The next question, that falls for consideration, is, as to whether, this Commission has got territorial Jurisdiction, to entertain and decide the complaint, or not. According to Section 17 of the Act, the Consumer Complaint could be filed, by the complainants, before the State Consumer Disputes Redressal Commission, within the territorial Jurisdiction whereof, a part of cause of action arose to them. In the instant case, it is evident, that application form Annexure C-1, in respect of booking of the said unit, alongwith which, an amount of Rs.5 lacs, was also remitted by way of cheque, was moved to the Marketing Office of the Opposite Parties at Chandigarh, i.e. Unitech Ltd., SCO 189-90-91, Sector 17-C, Chandigarh. The said address of the Opposite Parties is also mentioned in the Buyers Agreement, executed between the parties. Not only this, it is further evident from the receipt at page 67 of the file, that an amount of Rs.26,14,813/- towards part price of the unit, in question, had been remitted vide cheque No.867569, drawn on HDFC Bank Limited, Sector 35-B, Chandigarh, favouring Unitech Limited Uniworld city, Mohali Floor Sales Account No.01722560001837, Kotak Mahindra Bank Limited, Chandigarh. Since, as per the documents, referred to above, a part of cause of action, arose to the complainants, at Chandigarh, this Commission has got territorial Jurisdiction to entertain and decide the complaint. The objection taken by the Opposite Parties, in their written version, in this regard, therefore, being devoid of merit, must fail, and the same stands rejected.

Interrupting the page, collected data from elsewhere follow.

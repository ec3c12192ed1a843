//! Turns a validated statement into a physical table.

use super::validator::extract_table_name;
use crate::connection::quote_ident;
use crate::core::{InterfaceError, Result};
use rusqlite::{Connection, Transaction, TransactionBehavior};
use tracing::{debug, info, warn};

const IDENTITY_COLUMN: &str = "id INTEGER PRIMARY KEY AUTOINCREMENT";
const SHADOW_SUFFIX: &str = "__provisioning";

/// Executes `statement`, then gives the table an `id` identity column unless the
/// statement mentions a primary key.
///
/// The statement commits on its own. When the second step fails, the table from
/// the first step stays behind without an identity column.
pub fn provision(conn: &Connection, statement: &str) -> Result<()> {
    conn.execute(statement, []).map_err(creation_error)?;

    if statement.to_lowercase().contains("primary key") {
        debug!("statement declares a primary key; no identity column added");
        return Ok(());
    }

    let tname = extract_table_name(statement)?;
    add_identity_column(conn, &tname, statement).inspect_err(|err| {
        warn!(tname = %tname, error = %err, "table created without identity column");
    })?;
    info!(tname = %tname, "identity column added");

    Ok(())
}

/// SQLite cannot `ALTER TABLE ... ADD` a primary key, so the table is rebuilt
/// from the statement's column list with the identity column in front.
///
/// The rebuild holds a write lock from start to finish. Any failure rolls it
/// back, so neither the shadow table nor a half-renamed table survives.
fn add_identity_column(conn: &Connection, tname: &str, statement: &str) -> Result<()> {
    let (open, close) = match (statement.find('('), statement.rfind(')')) {
        (Some(open), Some(close)) if open < close => (open, close),
        _ => {
            return Err(InterfaceError::TableCreation(
                "statement has no column list to extend with an id column".to_string(),
            ));
        }
    };
    let definitions = &statement[open + 1..close];
    let options = statement[close + 1..].trim().trim_end_matches(';');

    let table = quote_ident(tname);
    let shadow = quote_ident(&format!("{}{}", tname, SHADOW_SUFFIX));

    let tx = Transaction::new_unchecked(conn, TransactionBehavior::Immediate)
        .map_err(creation_error)?;

    let existing = existing_columns(&tx, tname)?;
    if existing.is_empty() {
        return Err(InterfaceError::TableCreation(format!(
            "no columns found for table {}",
            table
        )));
    }
    let columns = existing
        .iter()
        .map(|name| quote_ident(name))
        .collect::<Vec<_>>()
        .join(", ");

    tx.execute(
        &format!(
            "CREATE TABLE {} ({}, {}) {}",
            shadow, IDENTITY_COLUMN, definitions, options
        ),
        [],
    )
    .map_err(creation_error)?;

    tx.execute_batch(&format!(
        "INSERT INTO {shadow} ({columns}) SELECT {columns} FROM {table};\n\
         DROP TABLE {table};\n\
         ALTER TABLE {shadow} RENAME TO {table};"
    ))
    .map_err(creation_error)?;

    tx.commit().map_err(creation_error)
}

fn existing_columns(conn: &Connection, tname: &str) -> Result<Vec<String>> {
    let mut stmt = conn
        .prepare("SELECT name FROM pragma_table_info(?1) ORDER BY cid")
        .map_err(creation_error)?;
    let names = stmt
        .query_map([tname], |row| row.get(0))
        .map_err(creation_error)?
        .collect::<rusqlite::Result<Vec<String>>>()
        .map_err(creation_error)?;
    Ok(names)
}

fn creation_error(err: rusqlite::Error) -> InterfaceError {
    InterfaceError::TableCreation(err.to_string())
}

The next question, that falls for consideration, is, as to whether, this Commission has got pecuniary Jurisdiction, to entertain and decide the complaint or not. It may be stated here, that the complainants have sought refund of the amount of Rs.49,46,648/-, paid by them, towards price of the said unit, alongwith interest @24% P.A., from the respective dates of deposits, till realization; penalty @ Rs.5/- per square feet, per month, as per the Agreement, for the period of delay; compensation to the tune of Rs.10 lacs, for mental agony, physical harassment, financial loss and escalation in prices of real estate; and cost of litigation, to the tune of Rs.2 lacs, aggregate value whereof [excluding the interest claimed] came to be around Rs.63,71,148/-, and, as such, fell below Rs.1 crore. Thus, this Commission has got pecuniary Jurisdiction, to entertain and decide the complaint. The objection, taken by the Opposite Parties, in their written version, in this regard, therefore, being devoid of merit, must fail, and the same stands rejected.

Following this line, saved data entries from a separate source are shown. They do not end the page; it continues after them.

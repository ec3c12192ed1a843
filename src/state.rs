use std::sync::Arc;

use crate::auth::AuthManager;
use crate::interface::InterfaceService;

#[derive(Clone)]
pub struct AppState {
    pub service: Arc<InterfaceService>,
    pub auth: Arc<AuthManager>,
}

impl AppState {
    pub fn new(service: Arc<InterfaceService>, auth: Arc<AuthManager>) -> Self {
        Self { service, auth }
    }
}
use super::extract::{AuthUser, JsonObject};
use super::{Result, WebError};
use crate::core::InterfaceError;
use crate::interface::{InterfaceEntry, Page, PageQuery, TableAttributes, WireRow};
use crate::state::AppState;
use axum::Json;
use axum::extract::{Path, Query, State};
use axum::http::{StatusCode, Uri};
use serde::{Deserialize, Serialize};
use serde_json::Value as JsonValue;
use tracing::info;

#[derive(Debug, Serialize)]
pub struct HealthResponse {
    pub status: &'static str,
}

#[derive(Debug, Deserialize)]
pub struct TokenRequest {
    pub username: String,
    pub password: String,
}

#[derive(Debug, Serialize)]
pub struct TokenResponse {
    pub token: String,
}

pub async fn healthcheck() -> Json<HealthResponse> {
    Json(HealthResponse { status: "ok" })
}

pub async fn create_interface(
    State(state): State<AppState>,
    auth: AuthUser,
    JsonObject(body): JsonObject,
) -> Result<(StatusCode, Json<InterfaceEntry>)> {
    let sql = match body.get("sql") {
        Some(JsonValue::String(sql)) => sql.clone(),
        Some(_) => return Err(InterfaceError::Parse("Sql must be a string".to_string()).into()),
        None => return Err(InterfaceError::Parse("Sql not provided".to_string()).into()),
    };

    let entry = state.service.create(&auth.user, sql).await?;
    Ok((StatusCode::CREATED, Json(entry)))
}

pub async fn list_interfaces(
    State(state): State<AppState>,
    _auth: AuthUser,
    Query(query): Query<PageQuery>,
    uri: Uri,
) -> Result<Json<Page<InterfaceEntry>>> {
    let slice = state.service.list(query.number()?).await?;
    Ok(Json(slice.into_page(uri.path())))
}

pub async fn push_row(
    State(state): State<AppState>,
    auth: AuthUser,
    Path(tname): Path<String>,
    JsonObject(body): JsonObject,
) -> Result<(StatusCode, Json<WireRow>)> {
    let row = state.service.push(&auth.user, tname, body).await?;
    Ok((StatusCode::CREATED, Json(row)))
}

pub async fn pull_rows(
    State(state): State<AppState>,
    auth: AuthUser,
    Path(tname): Path<String>,
    Query(query): Query<PageQuery>,
    uri: Uri,
) -> Result<Json<Page<WireRow>>> {
    let slice = state
        .service
        .pull(&auth.user, tname, query.number()?)
        .await?;
    Ok(Json(slice.into_page(uri.path())))
}

pub async fn table_attribute(
    State(state): State<AppState>,
    auth: AuthUser,
    Path(tname): Path<String>,
) -> Result<Json<TableAttributes>> {
    let attributes = state.service.attribute(&auth.user, tname).await?;
    Ok(Json(attributes))
}

pub async fn issue_token(
    State(state): State<AppState>,
    JsonObject(body): JsonObject,
) -> Result<Json<TokenResponse>> {
    let request: TokenRequest = serde_json::from_value(JsonValue::Object(body))
        .map_err(|err| WebError::from(InterfaceError::Parse(err.to_string())))?;

    let token = state
        .auth
        .issue_token(&request.username, &request.password)
        .await?;
    info!(username = %request.username, "token issued");
    Ok(Json(TokenResponse { token }))
}

pub async fn revoke_token(State(state): State<AppState>, auth: AuthUser) -> StatusCode {
    state.auth.revoke_token(&auth.token).await;
    info!(username = %auth.user.username(), "token revoked");
    StatusCode::NO_CONTENT
}
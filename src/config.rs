use crate::connection::config::ConnectionConfig;
use clap::Parser;
use std::net::SocketAddr;
use std::time::Duration;

/// Server configuration, read from flags with environment fallbacks.
#[derive(Parser, Debug, Clone)]
#[command(name = "dbinterface", about = "REST API for tables defined at runtime")]
pub struct Cli {
    /// Address to listen on
    #[arg(long, default_value = "127.0.0.1", env = "DBINTERFACE_HOST")]
    pub host: String,

    #[arg(long, default_value_t = 8000, env = "DBINTERFACE_PORT")]
    pub port: u16,

    /// SQLite database: `:memory:`, `sqlite://<path>` or a bare path
    #[arg(long, default_value = "dbinterface.db", env = "DATABASE_URL")]
    pub database: String,

    /// Ignored for in-memory databases, which use a single connection
    #[arg(long, default_value_t = 10, env = "DBINTERFACE_MAX_CONNECTIONS")]
    pub max_connections: usize,

    #[arg(long, default_value_t = 1, env = "DBINTERFACE_MIN_CONNECTIONS")]
    pub min_connections: usize,

    /// Seconds to wait for a free pooled connection
    #[arg(long, default_value_t = 30, env = "DBINTERFACE_CONNECT_TIMEOUT")]
    pub connect_timeout: u64,

    /// Seconds a pooled connection may sit unused before it is replaced
    #[arg(long, default_value_t = 600, env = "DBINTERFACE_IDLE_TIMEOUT")]
    pub idle_timeout: u64,

    /// Seconds a pooled connection lives before it is replaced
    #[arg(long, default_value_t = 1800, env = "DBINTERFACE_MAX_LIFETIME")]
    pub max_lifetime: u64,

    /// Username of the account created at startup
    #[arg(long, default_value = "admin", env = "DBINTERFACE_ADMIN_USER")]
    pub admin_user: String,

    #[arg(long, default_value = "adminpass", env = "DBINTERFACE_ADMIN_PASSWORD", hide_env_values = true)]
    pub admin_password: String,

    /// Regular account to provision at startup, as `name:password`; repeatable
    #[arg(
        long = "user",
        value_name = "NAME:PASSWORD",
        env = "DBINTERFACE_USERS",
        value_delimiter = ',',
        hide_env_values = true
    )]
    pub users: Vec<String>,

    #[arg(long, default_value_t = bcrypt::DEFAULT_COST, env = "DBINTERFACE_BCRYPT_COST")]
    pub bcrypt_cost: u32,
}

impl Cli {
    pub fn bind_addr(&self) -> Result<SocketAddr, String> {
        format!("{}:{}", self.host, self.port)
            .parse()
            .map_err(|err| format!("invalid listen address {}:{}: {}", self.host, self.port, err))
    }

    /// Pool settings derived from the flags.
    pub fn connection_config(&self) -> Result<ConnectionConfig, String> {
        let config = ConnectionConfig::from_url(&self.database)?;
        if config.is_in_memory() {
            return Ok(config);
        }

        let config = config
            .max_connections(self.max_connections)
            .min_connections(self.min_connections)
            .connect_timeout(Duration::from_secs(self.connect_timeout))
            .idle_timeout(Duration::from_secs(self.idle_timeout))
            .max_lifetime(Duration::from_secs(self.max_lifetime));
        config.validate()?;
        Ok(config)
    }

    /// Splits each `--user` value into a username and password.
    pub fn user_accounts(&self) -> Result<Vec<(String, String)>, String> {
        self.users
            .iter()
            .map(|entry| match entry.split_once(':') {
                Some((name, password)) if !name.is_empty() => {
                    Ok((name.to_string(), password.to_string()))
                }
                _ => Err(format!("--user expects NAME:PASSWORD, got '{}'", entry)),
            })
            .collect()
    }
}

The next question, that arises for consideration, is, as to whether, interest @24%, claimed by the complainants, on the amount of Rs.49,46,648/-, aforesaid, was required to be added, to the value of the reliefs claimed, or not, for determining the pecuniary Jurisdiction of this Commission. In Shahbad Cooperative Sugar Mills Ltd. Vs. National Insurance Co. Ltd. & Ors. II (2003) CPJ 81 (NC), a case decided by a three Member Bench of the National Consumer Disputes Redressal Commission, New Delhi, the facts were that the complainant filed a Consumer Complaint, before the State Consumer Disputes Redressal Commission, Haryana, claiming an amount of Rs.18,33,000/-, with interest @18% per annum, on this amount, from the date of claim, till realization. It also claimed suitable damages, on account of loss caused to it. The State Consumer Disputes Redressal Commission, vide order dated 08.08.2002, disposed of the complaint, with liberty reserved to the complainant, to approach the National Consumer Disputes Redressal Commission, holding that if interest @18% P.A. was allowed, on the amount of Rs.18,33,000/- it (amount) will exceed Rs.20 lacs (at that time the pecuniary Jurisdiction of the State Consumer Disputes Redressal Commission was upto Rs.20 lacs), for which it had no pecuniary Jurisdiction. Feeling aggrieved, the complainant/appellant filed the aforesaid appeal. The National Consumer Disputes Redressal Commission, in the aforesaid appeal, held as under:-
“Bare reading of the prayer made would show that the interest claimed by appellant pertains to the period upto the date of filing complaint, pendente lite and future. Rate and the period for which interest has to be allowed, is within the discretion of State Commission and the stage for exercise of such a discretion would be the time when the complaint is finally disposed of. Thus, the State Commission had acted erroneously in adding to the amount of Rs.18,33,000/- the interest at the rate of 18% per annum thereon till date of filing of complaint for the purpose of determination of pecuniary jurisdiction before reaching the said stage. Order under appeal, therefore, deserves to be set aside. However, in view of change in pecuniary jurisdiction w.e.f. 15.3.2003, the complaint is now to be dealt with by the District Forum instead of State Commission.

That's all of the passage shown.